Bu paragrafın son cümlesine özellikle dikkat edilmesi gerekiyor: “İslamcılara geçmişte değişmeleri için tanınan şans bu seçimde de CHP’ye de tanınabilir.”
Bir süredir Camia’nın dilinde “İslamcılar” düşman bir kitle olarak sunuluyor. Önce “Siyasi islamcılar” idi düşman kategoride sayılanlar, sonra “siyasi” nitelemesi de kalktı ve doğrudan “İslamcılar” boy hedefi haline geldi.
Bunları Zaman yazarı Ali Bulaç’ın nasıl karşıladığını sormak gerekir mi bilmiyorum, ama ben kendisini “İslamcılık” dışında tanımlamakta ısrar eden birisinin küresel odakların yaftalama operasyonuna maruz kalmış, sömürge mantığı ile enfekte olmuş tipik bir sömürge aydını olduğunu düşünürüm.

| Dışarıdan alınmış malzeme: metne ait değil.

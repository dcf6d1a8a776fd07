//! Configuration system for the Taskline server.
//!
//! Supports layered configuration with the following priority (highest
//! first):
//! 1. CLI arguments
//! 2. Environment variables (via clap `env` attribute)
//! 3. TOML config file (`~/.config/taskline/config.toml`)
//! 4. Compiled defaults

use std::path::PathBuf;

/// Errors that can occur when loading server configuration.
#[derive(Debug, thiserror::Error)]
pub enum ConfigError {
    /// Failed to read the configuration file.
    #[error("failed to read config file {path}: {source}")]
    ReadFile {
        /// Path that was attempted.
        path: PathBuf,
        /// Underlying I/O error.
        source: std::io::Error,
    },

    /// Failed to parse the TOML configuration.
    #[error("failed to parse config file: {0}")]
    ParseToml(#[from] toml::de::Error),
}

// ---------------------------------------------------------------------------
// TOML file structs (all fields Option for partial overrides)
// ---------------------------------------------------------------------------

/// Top-level TOML config file structure.
#[derive(Debug, Default, serde::Deserialize)]
#[serde(default)]
struct ConfigFile {
    server: ServerFileConfig,
}

/// `[server]` section of the config file.
#[derive(Debug, Default, serde::Deserialize)]
#[serde(default)]
struct ServerFileConfig {
    bind_addr: Option<String>,
    data_file: Option<PathBuf>,
    static_root: Option<PathBuf>,
    default_document: Option<String>,
}

// ---------------------------------------------------------------------------
// CLI arguments
// ---------------------------------------------------------------------------

/// CLI arguments for the server.
#[derive(clap::Parser, Debug, Default)]
#[command(version, about = "Taskline flat-file task server")]
pub struct CliArgs {
    /// Address to bind the server to.
    #[arg(short, long, env = "TASKLINE_ADDR")]
    pub bind: Option<String>,

    /// Path to config file (default: `~/.config/taskline/config.toml`).
    #[arg(short, long)]
    pub config: Option<PathBuf>,

    /// Path of the flat data file holding the task list.
    #[arg(long)]
    pub data_file: Option<PathBuf>,

    /// Directory the static front-end is served from.
    #[arg(long)]
    pub static_root: Option<PathBuf>,

    /// Log level filter (trace, debug, info, warn, error).
    #[arg(long, default_value = "info", env = "TASKLINE_LOG")]
    pub log_level: String,
}

// ---------------------------------------------------------------------------
// Resolved configuration
// ---------------------------------------------------------------------------

/// Fully resolved server configuration.
#[derive(Debug, Clone)]
pub struct ServerConfig {
    /// Address to bind the server to (e.g., `0.0.0.0:3000`).
    pub bind_addr: String,
    /// Path of the flat data file holding the task list.
    pub data_file: PathBuf,
    /// Directory the static front-end is served from.
    pub static_root: PathBuf,
    /// Document served for the `/` path.
    pub default_document: String,
    /// Log level filter string.
    pub log_level: String,
}

impl Default for ServerConfig {
    fn default() -> Self {
        Self {
            bind_addr: "0.0.0.0:3000".to_string(),
            data_file: PathBuf::from("data.txt"),
            static_root: PathBuf::from("."),
            default_document: "app.html".to_string(),
            log_level: "info".to_string(),
        }
    }
}

impl ServerConfig {
    /// Load configuration by merging CLI args, env vars, and a TOML file.
    ///
    /// If `--config` is given and the file does not exist, returns an
    /// error. If no `--config` is given, the default path is tried and a
    /// missing file is treated as empty config.
    ///
    /// # Errors
    ///
    /// Returns [`ConfigError`] if the explicit config file cannot be read
    /// or parsed.
    pub fn load(cli: &CliArgs) -> Result<Self, ConfigError> {
        let file = load_config_file(cli.config.as_deref())?;
        Ok(Self::resolve(cli, &file))
    }

    /// Resolve a `ServerConfig` from CLI args and a parsed config file.
    ///
    /// Priority: CLI > file > default.
    #[must_use]
    fn resolve(cli: &CliArgs, file: &ConfigFile) -> Self {
        let defaults = Self::default();

        Self {
            bind_addr: cli
                .bind
                .clone()
                .or_else(|| file.server.bind_addr.clone())
                .unwrap_or(defaults.bind_addr),
            data_file: cli
                .data_file
                .clone()
                .or_else(|| file.server.data_file.clone())
                .unwrap_or(defaults.data_file),
            static_root: cli
                .static_root
                .clone()
                .or_else(|| file.server.static_root.clone())
                .unwrap_or(defaults.static_root),
            default_document: file
                .server
                .default_document
                .clone()
                .unwrap_or(defaults.default_document),
            log_level: cli.log_level.clone(),
        }
    }
}

// ---------------------------------------------------------------------------
// Internal helpers
// ---------------------------------------------------------------------------

/// Load and parse a TOML config file.
fn load_config_file(explicit_path: Option<&std::path::Path>) -> Result<ConfigFile, ConfigError> {
    let path = if let Some(p) = explicit_path {
        let contents = std::fs::read_to_string(p).map_err(|e| ConfigError::ReadFile {
            path: p.to_path_buf(),
            source: e,
        })?;
        return Ok(toml::from_str(&contents)?);
    } else {
        let Some(config_dir) = dirs::config_dir() else {
            return Ok(ConfigFile::default());
        };
        config_dir.join("taskline").join("config.toml")
    };

    match std::fs::read_to_string(&path) {
        Ok(contents) => Ok(toml::from_str(&contents)?),
        Err(e) if e.kind() == std::io::ErrorKind::NotFound => Ok(ConfigFile::default()),
        Err(e) => Err(ConfigError::ReadFile { path, source: e }),
    }
}
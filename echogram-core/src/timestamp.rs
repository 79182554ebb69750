//! Conversion of user-facing time values to the internal representation.
//!
//! Internally every timestamp is a 64-bit count of milliseconds since the
//! Unix epoch, UTC. Callers may hand in ready-made millisecond counts,
//! `chrono` datetimes (naive values are taken as UTC), or text parsed with
//! a strftime-style format string.
use chrono::{DateTime, NaiveDateTime, Utc};

use crate::errors::*;

/// The "not a time" sentinel for millisecond timestamps, the temporal
/// counterpart of NaN on the float vectors.
pub const NOT_A_TIME: i64 = i64::MIN;

/// The format used for time bound strings unless the caller overrides it.
pub const DEFAULT_TIME_FORMAT: &str = "%Y-%m-%d %H:%M:%S";

/// A user-supplied point in time in any of the accepted forms.
#[derive(Debug, Clone, PartialEq)]
pub enum TimeValue {
    /// Milliseconds since the Unix epoch, UTC.
    Millis(i64),
    /// A timezone-aware datetime.
    DateTime(DateTime<Utc>),
    /// A naive datetime, interpreted as UTC.
    Naive(NaiveDateTime),
    /// A text timestamp, parsed with the configured format string as UTC.
    Text(String),
}

impl From<i64> for TimeValue {
    fn from(ms: i64) -> Self {
        TimeValue::Millis(ms)
    }
}

impl From<DateTime<Utc>> for TimeValue {
    fn from(dt: DateTime<Utc>) -> Self {
        TimeValue::DateTime(dt)
    }
}

impl From<NaiveDateTime> for TimeValue {
    fn from(dt: NaiveDateTime) -> Self {
        TimeValue::Naive(dt)
    }
}

impl From<&str> for TimeValue {
    fn from(s: &str) -> Self {
        TimeValue::Text(s.to_string())
    }
}

/// Convert any accepted time form to millisecond UTC.
/// ```
/// use echogram_core::timestamp::{to_millis, TimeValue, DEFAULT_TIME_FORMAT};
///
/// let ms = to_millis(&TimeValue::from("1970-01-01 00:00:01"), DEFAULT_TIME_FORMAT).unwrap();
/// assert_eq!(ms, 1_000);
///
/// let verbatim = to_millis(&TimeValue::Millis(42), DEFAULT_TIME_FORMAT).unwrap();
/// assert_eq!(verbatim, 42);
/// ```
pub fn to_millis(value: &TimeValue, format: &str) -> Result<i64, EchoError> {
    match value {
        TimeValue::Millis(ms) => Ok(*ms),
        TimeValue::DateTime(dt) => Ok(dt.timestamp_millis()),
        TimeValue::Naive(dt) => Ok(dt.and_utc().timestamp_millis()),
        TimeValue::Text(text) => parse_time_str(text, format),
    }
}

/// Parse a text timestamp with a strftime-style format, interpreted as UTC.
pub fn parse_time_str(text: &str, format: &str) -> Result<i64, EchoError> {
    let naive = NaiveDateTime::parse_from_str(text, format).map_err(|_| {
        EchoError::InvalidTimeString {
            input: text.to_string(),
            format: format.to_string(),
        }
    })?;
    Ok(naive.and_utc().timestamp_millis())
}

/// Convert a millisecond timestamp back to a UTC datetime, if it is neither
/// the [`NOT_A_TIME`] sentinel nor out of the representable range.
pub fn millis_to_datetime(ms: i64) -> Option<DateTime<Utc>> {
    if ms == NOT_A_TIME {
        return None;
    }
    DateTime::<Utc>::from_timestamp_millis(ms)
}
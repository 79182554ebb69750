//! This contains the enums used to interpret raw datagrams and to label
//! converted outputs.
//!
//! The Simrad raw format encodes a handful of per-channel and per-ping
//! properties as small integer codes. As with most instrument formats these
//! codes may only have certain values, which lends itself well to being
//! represented by enums. Codes that arrive once per file (the transceiver
//! configuration) return an `Invalid` variant on an unexpected value so that
//! a single odd transceiver entry cannot abort a whole file, while codes that
//! arrive on every sample datagram return an error because a bad value there
//! means the stream itself is corrupt.
use num::FromPrimitive;
#[cfg(any(feature = "to_json", feature = "serde"))]
use serde::{Deserialize, Serialize};

use crate::errors::*;

/// The transducer beam type from the channel configuration header.
#[derive(Debug, Clone, Copy, PartialEq, FromPrimitive, ToPrimitive)]
#[repr(C)]
#[cfg_attr(
    any(feature = "to_json", feature = "serde"),
    derive(Serialize, Deserialize)
)]
pub enum BeamType {
    Single = 0,
    Split = 1,
    Invalid,
}

impl BeamType {
    /// NB: Configuration headers occasionally carry vendor-specific beam
    /// codes, so an unknown value maps to `Invalid` instead of failing.
    pub fn new(source: i32) -> Self {
        Self::from_i32(source).unwrap_or(BeamType::Invalid)
    }
}

impl std::fmt::Display for BeamType {
    fn fmt(&self, f: &mut std::fmt::Formatter<'_>) -> std::result::Result<(), std::fmt::Error> {
        write!(f, "{:?}", self)
    }
}

/// The datagram transceiver mode: which sample blocks a RAW record carries.
#[derive(Debug, Clone, Copy, PartialEq, FromPrimitive, ToPrimitive)]
#[repr(C)]
#[cfg_attr(
    any(feature = "to_json", feature = "serde"),
    derive(Serialize, Deserialize)
)]
pub enum SampleMode {
    PowerOnly = 1,
    AngleOnly = 2,
    PowerAndAngle = 3,
}

impl SampleMode {
    /// NB: We give a result here to make life simpler for ourselves down the line.
    pub fn new(source: u16) -> Result<Self, EchoError> {
        SampleMode::from_u16(source).ok_or(EchoError::ParseEnum {
            f: "SampleMode".to_string(),
            code: source,
        })
    }

    /// Whether a datagram in this mode carries power samples.
    pub fn has_power(self) -> bool {
        self != SampleMode::AngleOnly
    }

    /// Whether a datagram in this mode carries angle samples.
    pub fn has_angles(self) -> bool {
        self != SampleMode::PowerOnly
    }
}

/// The physical quantity held by a [`crate::grid::ProcessedData`] grid.
#[derive(Debug, Clone, Copy, PartialEq, Eq)]
#[repr(C)]
#[cfg_attr(
    any(feature = "to_json", feature = "serde"),
    derive(Serialize, Deserialize)
)]
pub enum DataKind {
    /// Received power, dB re 1 W.
    Power,
    /// Volume backscattering strength, dB re 1/m.
    Sv,
    /// Volume backscattering coefficient, 1/m.
    SvLinear,
    /// Point backscattering strength (target strength), dB re 1 m².
    Sp,
    /// Point backscattering coefficient, 1/m².
    SpLinear,
    /// Alongship angle in mechanical degrees.
    AnglesAlongship,
    /// Athwartship angle in mechanical degrees.
    AnglesAthwartship,
    /// Alongship angle in electrical units.
    AnglesAlongshipE,
    /// Athwartship angle in electrical units.
    AnglesAthwartshipE,
}

impl DataKind {
    /// The conventional label for this quantity. Log and linear
    /// backscatter are distinguished by case, following the field's usage.
    pub fn label(self) -> &'static str {
        match self {
            DataKind::Power => "power",
            DataKind::Sv => "Sv",
            DataKind::SvLinear => "sv",
            DataKind::Sp => "Sp",
            DataKind::SpLinear => "sp",
            DataKind::AnglesAlongship => "angles_alongship",
            DataKind::AnglesAthwartship => "angles_athwartship",
            DataKind::AnglesAlongshipE => "angles_alongship_e",
            DataKind::AnglesAthwartshipE => "angles_athwartship_e",
        }
    }
}

impl std::fmt::Display for DataKind {
    fn fmt(&self, f: &mut std::fmt::Formatter<'_>) -> std::result::Result<(), std::fmt::Error> {
        write!(f, "{}", self.label())
    }
}

/// A raw sample property that can be pulled out of a store as a grid.
#[derive(Debug, Clone, Copy, PartialEq, Eq)]
#[repr(C)]
pub enum SampleProperty {
    Power,
    AnglesAlongshipE,
    AnglesAthwartshipE,
}

impl SampleProperty {
    pub fn name(self) -> &'static str {
        match self {
            SampleProperty::Power => "power",
            SampleProperty::AnglesAlongshipE => "angles_alongship_e",
            SampleProperty::AnglesAthwartshipE => "angles_athwartship_e",
        }
    }
}

/// The target sample interval for regridding pings recorded with mixed
/// sampling rates.
///
/// The named `RATE_*` constants are the standard EK60 sampling intervals
/// when operated with the ER60 software, as well as ES60/70 systems.
#[derive(Debug, Clone, Copy, PartialEq)]
pub enum ResampleInterval {
    /// Resample everything to the shortest (finest) interval present.
    Shortest,
    /// Resample everything to the longest (coarsest) interval present.
    Longest,
    /// Resample to an explicit interval in seconds. Must be an integer
    /// ratio of every interval present in the selected pings.
    Rate(f64),
}

impl ResampleInterval {
    pub const RATE_16US: ResampleInterval = ResampleInterval::Rate(16e-6);
    pub const RATE_32US: ResampleInterval = ResampleInterval::Rate(32e-6);
    pub const RATE_64US: ResampleInterval = ResampleInterval::Rate(64e-6);
    pub const RATE_128US: ResampleInterval = ResampleInterval::Rate(128e-6);
    pub const RATE_256US: ResampleInterval = ResampleInterval::Rate(256e-6);
    pub const RATE_512US: ResampleInterval = ResampleInterval::Rate(512e-6);
    pub const RATE_1024US: ResampleInterval = ResampleInterval::Rate(1024e-6);
    pub const RATE_2048US: ResampleInterval = ResampleInterval::Rate(2048e-6);
}

impl Default for ResampleInterval {
    fn default() -> Self {
        ResampleInterval::Shortest
    }
}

Bir insanın kendisini “İslamcı” diye tanımlayıp tanımlamaması ayrı bir şey, ama birilerini “İslamcı” diye yaftalayıp, üstüne de çizgi çekmek, işte bu, emperyalist dünyanın şablonlarına mahkum olmak demektir.
Neyse o tartışmayı uzatmayacağım. O da, bir zihni dönüşümün işaretidir, ama oralardan yola çıkıp, laikliği hala kutsayan bir CHP’den “İslam için” umut üretmeye çalışmak, ancak Tayyip Erdoğan karşıtlığını iman haline getirmiş olanların işi olabilir.
Zaman yazarı son olarak muhafazakar seçmenin zihnini “Emanet oy” kara sabanı ile sürmeye yöneliyor. Üstelik, “Cumhurbaşkanlığı ve genel seçim için yeni stratejiler” vaat ederek. Şunları yazmış:
“Emaneten bile olsa CHP ve MHP’ye yerel seçimlerde verilecek oylarla AKP’nin otoriterleşen gücü sınırlanabilir. Ardından gelecek olan cumhurbaşkanlığı seçimi ve genel seçimlerde, yeni liderler, partiler ve şartlar ışığında yeni oy stratejileri geliştirmek mümkün olacaktır.”
Bunun adına zıvanadan çıkmak derler. Ama baylar, ne zaman zıvanadan çıktınız da zamanı kafaları oluşturmak ve uyuşturmak için kullanıyorsunuz, onu bilelim.